Lawyers for Ms Sloan had asked that the case be heard as soon as possible.
Tony McGillicuddy BL, for the State, said there was no urgency to the matter.
It had been brought "in haste" in the last few days before the end of the legal term, he said.
Counsel also said an application for the phones would more appropriately be made before the District Court under the 1897 Police Property Act.
The phones were taken as part of what counsel said was "a serious, complex and difficult" investigation.
Alan Toal BL, for Ms Sloan, said his client had "no connection with and no involvement" with that investigation.
A Police Property Act application was not appropriate in this case and the matter was not brought earlier because of a recent illness to a member of his client's legal team, counsel said.
It was his client's intention to bring this case before a judge and jury and that the phones contained information that gardaí are not entitled to.
The judge, noting the phones had been seized in early November, said she was striking out the injunction application.
She said there was no urgency to the matter and a Police Property Act application could be made before the District Court.
The judge also awarded the Commissioner his legal costs.
It is understood Ms Sloan is to appeal Ms Justice Reynolds's decision.
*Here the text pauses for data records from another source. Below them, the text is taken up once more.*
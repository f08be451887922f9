//! Transcript and run model for research runs
//!
//! An [`AgentRun`] owns its [`Transcript`] exclusively. The transcript is
//! append-only and ordered by the loop pass that produced each entry. Once a
//! run is finished or failed it rejects every further transition.

use agent_core::{Error, Result};
use serde::{Deserialize, Serialize};
use std::fmt;
use uuid::Uuid;

/// Where an observation came from
#[derive(Debug, Clone, Copy, PartialEq, Eq, Serialize, Deserialize)]
#[serde(rename_all = "snake_case")]
pub enum ObservationSource {
    /// Text returned by a tool
    Tool,
    /// A tool failed; the text describes the failure
    ToolError,
    /// The model named a tool that is not registered
    UnknownTool,
    /// The model output could not be parsed
    ParseFailure,
}

/// One step of a research run
#[derive(Debug, Clone, PartialEq, Eq, Serialize, Deserialize)]
#[serde(tag = "kind", rename_all = "snake_case")]
pub enum TranscriptEntry {
    Thought {
        text: String,
    },
    Action {
        tool: String,
        input: String,
    },
    Observation {
        text: String,
        source: ObservationSource,
    },
    FinalAnswer {
        text: String,
    },
}

impl TranscriptEntry {
    /// Short label for tables and logs
    pub fn label(&self) -> &'static str {
        match self {
            Self::Thought { .. } => "Thought",
            Self::Action { .. } => "Action",
            Self::Observation { .. } => "Observation",
            Self::FinalAnswer { .. } => "Final Answer",
        }
    }

    /// The entry's main text
    pub fn text(&self) -> String {
        match self {
            Self::Thought { text } | Self::FinalAnswer { text } => text.clone(),
            Self::Action { tool, input } => format!("{tool}({input})"),
            Self::Observation { text, .. } => text.clone(),
        }
    }
}

/// Append-only, ordered list of transcript entries
#[derive(Debug, Clone, Default, PartialEq, Eq, Serialize, Deserialize)]
#[serde(transparent)]
pub struct Transcript {
    entries: Vec<TranscriptEntry>,
}

impl Transcript {
    pub fn entries(&self) -> &[TranscriptEntry] {
        &self.entries
    }

    pub fn len(&self) -> usize {
        self.entries.len()
    }

    pub fn is_empty(&self) -> bool {
        self.entries.is_empty()
    }

    pub fn iter(&self) -> std::slice::Iter<'_, TranscriptEntry> {
        self.entries.iter()
    }

    /// Number of observations recorded
    pub fn observation_count(&self) -> usize {
        self.entries
            .iter()
            .filter(|e| matches!(e, TranscriptEntry::Observation { .. }))
            .count()
    }

    /// Render the transcript in ReAct text form for the next prompt
    ///
    /// ```text
    /// Thought: ...
    /// Action: Echo
    /// Action Input: hi
    /// Observation: hi
    /// ```
    pub fn scratchpad(&self) -> String {
        let mut out = String::new();
        for entry in &self.entries {
            match entry {
                TranscriptEntry::Thought { text } => {
                    out.push_str(&format!("Thought: {text}\n"));
                }
                TranscriptEntry::Action { tool, input } => {
                    out.push_str(&format!("Action: {tool}\nAction Input: {input}\n"));
                }
                TranscriptEntry::Observation { text, .. } => {
                    out.push_str(&format!("Observation: {text}\n"));
                }
                TranscriptEntry::FinalAnswer { text } => {
                    out.push_str(&format!("Final Answer: {text}\n"));
                }
            }
        }
        out
    }

    fn push(&mut self, entry: TranscriptEntry) {
        self.entries.push(entry);
    }
}

impl<'a> IntoIterator for &'a Transcript {
    type Item = &'a TranscriptEntry;
    type IntoIter = std::slice::Iter<'a, TranscriptEntry>;

    fn into_iter(self) -> Self::IntoIter {
        self.entries.iter()
    }
}

/// Lifecycle state of a run
#[derive(Debug, Clone, Copy, PartialEq, Eq, Serialize, Deserialize)]
#[serde(rename_all = "snake_case")]
pub enum RunStatus {
    Running,
    Finished,
    Failed,
}

/// State of one research run
#[derive(Debug, Clone, Serialize, Deserialize)]
pub struct AgentRun {
    id: Uuid,
    goal: String,
    transcript: Transcript,
    status: RunStatus,
    iteration_count: usize,
}

impl AgentRun {
    /// Start a run with an empty transcript
    pub fn new(id: Uuid, goal: impl Into<String>) -> Self {
        Self {
            id,
            goal: goal.into(),
            transcript: Transcript::default(),
            status: RunStatus::Running,
            iteration_count: 0,
        }
    }

    pub fn id(&self) -> Uuid {
        self.id
    }

    pub fn goal(&self) -> &str {
        &self.goal
    }

    pub fn transcript(&self) -> &Transcript {
        &self.transcript
    }

    pub fn status(&self) -> RunStatus {
        self.status
    }

    /// Completed Thinking/Acting/Observing passes
    ///
    /// Equals the number of observations while running. A run that finishes
    /// reports at least one pass, since the pass that produced the final
    /// answer counts.
    pub fn iteration_count(&self) -> usize {
        self.iteration_count
    }

    pub fn is_closed(&self) -> bool {
        self.status != RunStatus::Running
    }

    pub fn record_thought(&mut self, text: impl Into<String>) -> Result<()> {
        self.ensure_open()?;
        self.transcript.push(TranscriptEntry::Thought { text: text.into() });
        Ok(())
    }

    pub fn record_action(&mut self, tool: impl Into<String>, input: impl Into<String>) -> Result<()> {
        self.ensure_open()?;
        self.transcript.push(TranscriptEntry::Action {
            tool: tool.into(),
            input: input.into(),
        });
        Ok(())
    }

    /// Append an observation, closing the current pass
    ///
    /// Returns the new iteration count.
    pub fn record_observation(
        &mut self,
        text: impl Into<String>,
        source: ObservationSource,
    ) -> Result<usize> {
        self.ensure_open()?;
        self.transcript.push(TranscriptEntry::Observation {
            text: text.into(),
            source,
        });
        self.iteration_count += 1;
        Ok(self.iteration_count)
    }

    /// Record the final answer and close the run as finished
    pub fn finish(&mut self, answer: impl Into<String>) -> Result<()> {
        self.ensure_open()?;
        self.transcript
            .push(TranscriptEntry::FinalAnswer { text: answer.into() });
        self.iteration_count = self.iteration_count.max(1);
        self.status = RunStatus::Finished;
        Ok(())
    }

    /// Close the run as failed
    pub fn fail(&mut self) -> Result<()> {
        self.ensure_open()?;
        self.status = RunStatus::Failed;
        Ok(())
    }

    /// Best partial result: the latest tool output, else the latest thought
    pub fn partial_result(&self) -> Option<String> {
        let entries = self.transcript.entries();
        entries
            .iter()
            .rev()
            .find_map(|e| match e {
                TranscriptEntry::Observation {
                    text,
                    source: ObservationSource::Tool,
                } => Some(text.clone()),
                _ => None,
            })
            .or_else(|| {
                entries.iter().rev().find_map(|e| match e {
                    TranscriptEntry::Thought { text } => Some(text.clone()),
                    _ => None,
                })
            })
    }

    fn ensure_open(&self) -> Result<()> {
        if self.is_closed() {
            Err(Error::RunClosed(self.id.to_string()))
        } else {
            Ok(())
        }
    }
}

/// Why a run stopped without a final answer
#[derive(Debug, Clone, PartialEq, Eq, Serialize, Deserialize)]
#[serde(tag = "reason", rename_all = "snake_case")]
pub enum AbortReason {
    /// Every allowed pass was used without a final answer
    IterationBudgetExhausted { max: usize },
    /// The language model could not be used
    ModelUnavailable { detail: String },
    /// The caller cancelled the run
    Cancelled,
}

impl fmt::Display for AbortReason {
    fn fmt(&self, f: &mut fmt::Formatter<'_>) -> fmt::Result {
        match self {
            Self::IterationBudgetExhausted { max } => {
                write!(f, "iteration budget exhausted after {max} passes")
            }
            Self::ModelUnavailable { detail } => write!(f, "model unavailable: {detail}"),
            Self::Cancelled => f.write_str("cancelled"),
        }
    }
}

/// Result of a research run
#[derive(Debug, Clone, PartialEq, Eq, Serialize, Deserialize)]
#[serde(tag = "status", rename_all = "snake_case")]
pub enum RunOutcome {
    Completed {
        answer: String,
    },
    Aborted {
        reason: AbortReason,
        partial: Option<String>,
    },
}

impl RunOutcome {
    pub fn is_completed(&self) -> bool {
        matches!(self, Self::Completed { .. })
    }

    /// The final answer, if the run completed
    pub fn answer(&self) -> Option<&str> {
        match self {
            Self::Completed { answer } => Some(answer),
            Self::Aborted { .. } => None,
        }
    }
}

/// Outcome plus the full run, for display and diagnostics
#[derive(Debug, Clone, Serialize, Deserialize)]
pub struct RunReport {
    pub outcome: RunOutcome,
    pub run: AgentRun,
}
Her main case - claiming damages over the seizure - remains.
Previously the court heard Ms Sloan travels extensively and the phones contain business details.
Ms Sloan said Ms McGuinness had asked her to accompany her to Buxton, Derbyshire, to meet with the undertakers following Mr McGuinness's death.
After boarding a flight to Manchester they were approached by detectives and taken off the aircraft. She said her luggage was searched and their phones confiscated.
She said she sought their return through a letter from her solicitors.
They were not returned.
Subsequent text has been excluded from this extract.